Le choix du contexte d’étude a été motivé par deux caractéristiques principales :

  • Le qualificatif “indien” n’a rien d’instrumental ou d’exotique, il renvoie à l’appartenance à un groupe linguistique mais aussi et surtout à un modèle d’organisation sociale, une cohésion interne. Cependant, loin d’être totalement étanche ou “fermée” comme certains chercheurs l’ont longtemps considéré, l’organisation sociale de la communauté est le fruit d’une appropriation, une adaptation parfois même d’une résistence par ses habitants aux dynamiques et influences externes.
  • La faiblesse de l’offre en services financiers procurés par des dispositifs de microfinance et l’absence totale ou quasi-totale d’institutions bancaires en fait un contexte d’analyse stimulant.

Par ailleurs, le dispositif de microfinance que nous avons étudié plus spécifiquement incarne véritablement le volotarisme de dépasser les contraintes physiques (éloignement, difficultés d’accès), sociales (langue, confiance) et économiques (absence de garanties matérielles) à l’emprunt afin de leur permettre d’accéder à un service de crédit et d’épargne de proximité.

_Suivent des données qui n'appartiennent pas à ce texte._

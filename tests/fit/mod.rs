//! Integration tests for the fit adapters

// Bounded least-squares adapter
mod least_squares_tests;

// Named-variable minimization adapter
mod minimize_tests;

// Box constraints through both adapters
mod bounds_tests;
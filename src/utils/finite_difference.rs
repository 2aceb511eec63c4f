//! Finite difference methods for numerical differentiation.

use crate::error::{Result, SmitFitError};
use crate::parameters::Bounds;
use crate::problem::Problem;
use ndarray::{Array1, Array2};

/// Compute the Jacobian matrix using one-sided finite differences.
///
/// `J[i,j] = ∂residual[i]/∂param[j]`. `residuals` must be the residuals at
/// `params`; they are reused as the base point. The step for parameter `j` is
/// `epsilon * |params[j]|` (or `epsilon` near zero) and goes backwards when a
/// forward step would leave `bounds[j]`.
pub fn jacobian(
    problem: &dyn Problem,
    params: &Array1<f64>,
    residuals: &Array1<f64>,
    bounds: &[Bounds],
    epsilon: f64,
) -> Result<Array2<f64>> {
    let n_params = params.len();
    let n_residuals = residuals.len();

    if bounds.len() != n_params {
        return Err(SmitFitError::DimensionMismatch(format!(
            "Expected {} bounds, got {}",
            n_params,
            bounds.len()
        )));
    }

    let mut jac = Array2::zeros((n_residuals, n_params));

    for j in 0..n_params {
        let param_j = params[j];
        let mut eps_j = if param_j.abs() > epsilon {
            param_j.abs() * epsilon
        } else {
            epsilon
        };
        if param_j + eps_j > bounds[j].max {
            eps_j = -eps_j;
        }

        let mut params_perturbed = params.clone();
        params_perturbed[j] += eps_j;

        let residuals_perturbed = problem.eval(&params_perturbed)?;
        if residuals_perturbed.len() != n_residuals {
            return Err(SmitFitError::DimensionMismatch(format!(
                "Expected {} residuals, got {}",
                n_residuals,
                residuals_perturbed.len()
            )));
        }

        for i in 0..n_residuals {
            jac[[i, j]] = (residuals_perturbed[i] - residuals[i]) / eps_j;
        }
    }

    Ok(jac)
}
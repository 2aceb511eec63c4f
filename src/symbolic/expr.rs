//! Default expression backend: a small algebraic AST evaluated over arrays.

use std::collections::{BTreeSet, HashMap};
use std::fmt;

use super::parser;
use super::{EvaluationContext, Expression, ExpressionError, Parsed, Symbol};
use crate::numeric::{fold_with, scalar, zip_with, Numerical};

/// Result type for expression evaluation
type ExprResult<T> = Result<T, ExpressionError>;

/// Expression AST node
#[derive(Debug, Clone, PartialEq)]
pub enum Expr {
    /// Constant number
    Number(f64),

    /// Symbol reference
    Symbol(Symbol),

    /// Unary operations
    Unary(UnaryOp, Box<Expr>),

    /// Binary operations
    Binary(BinaryOp, Box<Expr>, Box<Expr>),

    /// Function call
    Function(String, Vec<Expr>),
}

/// Unary operations
#[derive(Debug, Clone, Copy, PartialEq)]
pub enum UnaryOp {
    /// Negation (-)
    Neg,
}

/// Binary operations
#[derive(Debug, Clone, Copy, PartialEq)]
pub enum BinaryOp {
    Add,
    Sub,
    Mul,
    Div,
    /// Power (`^` or `**`)
    Pow,
}

impl BinaryOp {
    fn apply(self, lhs: f64, rhs: f64) -> f64 {
        match self {
            BinaryOp::Add => lhs + rhs,
            BinaryOp::Sub => lhs - rhs,
            BinaryOp::Mul => lhs * rhs,
            BinaryOp::Div => lhs / rhs,
            BinaryOp::Pow => lhs.powf(rhs),
        }
    }

    fn symbol(self) -> &'static str {
        match self {
            BinaryOp::Add => "+",
            BinaryOp::Sub => "-",
            BinaryOp::Mul => "*",
            BinaryOp::Div => "/",
            BinaryOp::Pow => "^",
        }
    }

    fn precedence(self) -> u8 {
        match self {
            BinaryOp::Add | BinaryOp::Sub => 1,
            BinaryOp::Mul | BinaryOp::Div => 2,
            BinaryOp::Pow => 4,
        }
    }
}

impl Expr {
    /// Parse a bare expression. Equalities are rejected.
    pub fn parse_expr(input: &str) -> ExprResult<Self> {
        match parser::parse(input)? {
            Parsed::Expression(expr) => Ok(expr),
            Parsed::Equality { .. } => Err(ExpressionError::Parse {
                message: format!("expected an expression, found an equation: '{}'", input),
            }),
        }
    }

    pub fn symbol(name: impl Into<Symbol>) -> Self {
        Expr::Symbol(name.into())
    }

    fn precedence(&self) -> u8 {
        match self {
            Expr::Binary(op, _, _) => op.precedence(),
            Expr::Unary(..) => 3,
            Expr::Number(n) if *n < 0.0 => 3,
            _ => 5,
        }
    }

    fn collect_symbols(&self, symbols: &mut BTreeSet<Symbol>) {
        match self {
            Expr::Number(_) => {}
            Expr::Symbol(symbol) => {
                symbols.insert(symbol.clone());
            }
            Expr::Unary(_, expr) => expr.collect_symbols(symbols),
            Expr::Binary(_, left, right) => {
                left.collect_symbols(symbols);
                right.collect_symbols(symbols);
            }
            Expr::Function(_, args) => {
                for arg in args {
                    arg.collect_symbols(symbols);
                }
            }
        }
    }

    fn call(name: &str, args: Vec<Numerical>) -> ExprResult<Numerical> {
        let unary: Option<fn(f64) -> f64> = match name {
            "sin" => Some(f64::sin),
            "cos" => Some(f64::cos),
            "tan" => Some(f64::tan),
            "exp" => Some(f64::exp),
            "log" | "ln" => Some(f64::ln),
            "log10" => Some(f64::log10),
            "sqrt" => Some(f64::sqrt),
            "abs" => Some(f64::abs),
            _ => None,
        };

        if let Some(f) = unary {
            return match args.as_slice() {
                [arg] => Ok(arg.mapv(f)),
                _ => Err(ExpressionError::InvalidArguments {
                    message: format!("{}() requires 1 argument, got {}", name, args.len()),
                }),
            };
        }

        let fold: fn(f64, f64) -> f64 = match name {
            "max" => f64::max,
            "min" => f64::min,
            _ => {
                return Err(ExpressionError::UndefinedFunction {
                    name: name.to_string(),
                })
            }
        };

        if args.len() < 2 {
            return Err(ExpressionError::InvalidArguments {
                message: format!(
                    "{}() requires at least 2 arguments, got {}",
                    name,
                    args.len()
                ),
            });
        }
        let folded = fold_with(&args, fold)?;
        folded.ok_or_else(|| ExpressionError::InvalidArguments {
            message: format!("{}() received no arguments", name),
        })
    }
}

impl Expression for Expr {
    fn parse(text: &str) -> ExprResult<Parsed<Self>> {
        parser::parse(text)
    }

    fn as_symbol(&self) -> Option<Symbol> {
        match self {
            Expr::Symbol(symbol) => Some(symbol.clone()),
            _ => None,
        }
    }

    fn free_symbols(&self) -> BTreeSet<Symbol> {
        let mut symbols = BTreeSet::new();
        self.collect_symbols(&mut symbols);
        symbols
    }

    fn substitute(&self, replacements: &HashMap<Symbol, Self>) -> Self {
        match self {
            Expr::Number(_) => self.clone(),
            Expr::Symbol(symbol) => replacements
                .get(symbol)
                .cloned()
                .unwrap_or_else(|| self.clone()),
            Expr::Unary(op, expr) => Expr::Unary(*op, Box::new(expr.substitute(replacements))),
            Expr::Binary(op, left, right) => Expr::Binary(
                *op,
                Box::new(left.substitute(replacements)),
                Box::new(right.substitute(replacements)),
            ),
            Expr::Function(name, args) => Expr::Function(
                name.clone(),
                args.iter().map(|arg| arg.substitute(replacements)).collect(),
            ),
        }
    }

    fn evaluate(&self, context: &dyn EvaluationContext) -> ExprResult<Numerical> {
        match self {
            Expr::Number(n) => Ok(scalar(*n)),

            Expr::Symbol(symbol) => {
                context
                    .get(symbol.name())
                    .cloned()
                    .ok_or_else(|| ExpressionError::UnboundSymbol {
                        name: symbol.name().to_string(),
                    })
            }

            Expr::Unary(UnaryOp::Neg, expr) => Ok(expr.evaluate(context)?.mapv(|v| -v)),

            Expr::Binary(op, left, right) => {
                let lhs = left.evaluate(context)?;
                let rhs = right.evaluate(context)?;
                Ok(zip_with(&lhs, &rhs, |a, b| op.apply(a, b))?)
            }

            Expr::Function(name, args) => {
                let evaluated = args
                    .iter()
                    .map(|arg| arg.evaluate(context))
                    .collect::<ExprResult<Vec<_>>>()?;
                Self::call(name, evaluated)
            }
        }
    }
}

impl From<f64> for Expr {
    fn from(value: f64) -> Self {
        Expr::Number(value)
    }
}

impl From<Symbol> for Expr {
    fn from(symbol: Symbol) -> Self {
        Expr::Symbol(symbol)
    }
}

impl fmt::Display for Expr {
    fn fmt(&self, f: &mut fmt::Formatter<'_>) -> fmt::Result {
        match self {
            Expr::Number(n) => write!(f, "{}", n),
            Expr::Symbol(symbol) => write!(f, "{}", symbol),
            Expr::Unary(UnaryOp::Neg, expr) => {
                if expr.precedence() < self.precedence() {
                    write!(f, "-({})", expr)
                } else {
                    write!(f, "-{}", expr)
                }
            }
            Expr::Binary(op, left, right) => {
                let prec = op.precedence();
                // Pow is right-associative, the others are left-associative.
                let (left_needs, right_needs) = if *op == BinaryOp::Pow {
                    (left.precedence() <= prec, right.precedence() < prec)
                } else {
                    (left.precedence() < prec, right.precedence() <= prec)
                };
                if left_needs {
                    write!(f, "({})", left)?;
                } else {
                    write!(f, "{}", left)?;
                }
                write!(f, " {} ", op.symbol())?;
                if right_needs {
                    write!(f, "({})", right)
                } else {
                    write!(f, "{}", right)
                }
            }
            Expr::Function(name, args) => {
                write!(f, "{}(", name)?;
                for (i, arg) in args.iter().enumerate() {
                    if i > 0 {
                        write!(f, ", ")?;
                    }
                    write!(f, "{}", arg)?;
                }
                write!(f, ")")
            }
        }
    }
}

La méthodologie d’enquêtes et de traitement des données de terrain a tenté modestement de coupler deux approches correspondant à deux postures méthodologiques et épistémologiques distinctes : l’une dite qualitative et l’autre quantitative. La première basée sur la compréhension de ce qui se joue au travers des pratiques des acteurs devait nous permettre d’accéder à la fois aux logiques sous-jacentes aux processus de décision individuels et à la part d’universel que contient chaque processus individuel pris isolément. Il s’agissait ainsi, au fil de la recherche d’opérer un retour incessant sur les présupposés initialement formulés afin de les affiner, les valider ou dans le cas extrême, les rejeter. Basée sur ungrand nombre d’observations, cette méthode doit faire émerger une idée plus assurée des mécanismes à l’œuvre. La seconde approche aborde l’épreuve des faits du point de vue de l’agrégation statistique et de la mise en relation économétrique. Elle vise la confrontation des mécanismes à l’oeuvre à l’observation du résultat des décisions individuelles. Soulignons que la pertinence de la collecte et de l’analyse quantitatives des données dépend fortement de la réalisation préalable d’un travail qualitatif de collecte d’information.

Au total, la recherche s’appuie sur de nombreux entretiens approfondis menés essentiellement auprès des bénéficiaires du dispositif de microfinance, sur des observations réalisées au cours de nombreux séjours prolongés dans les villages et enfin sur une base de données compilant les informations obtenues par enquête auprès de 319 ménages. Par ailleurs, nous avons eu accès à la base de données de l’IMF récapitulant l’historique des prêts obtenus par 488 emprunteurs constitués en groupes solidaires dans les villages étudiés localisés dans la Sierra Sur.

Utilisées conjointement, ces deux méthodes de collecte et d’analyse des informations de terrain devaient nous permettre de mettre en évidence les dimensions collectives et individuelles de l’appropriation d’un dispositif de microfinance au travers des modalités d’accès, d’utilisation des services de crédit et au travers des interactions qui s’établissent entre ce dispositif et les pratiques de dette/créance lui préexistant.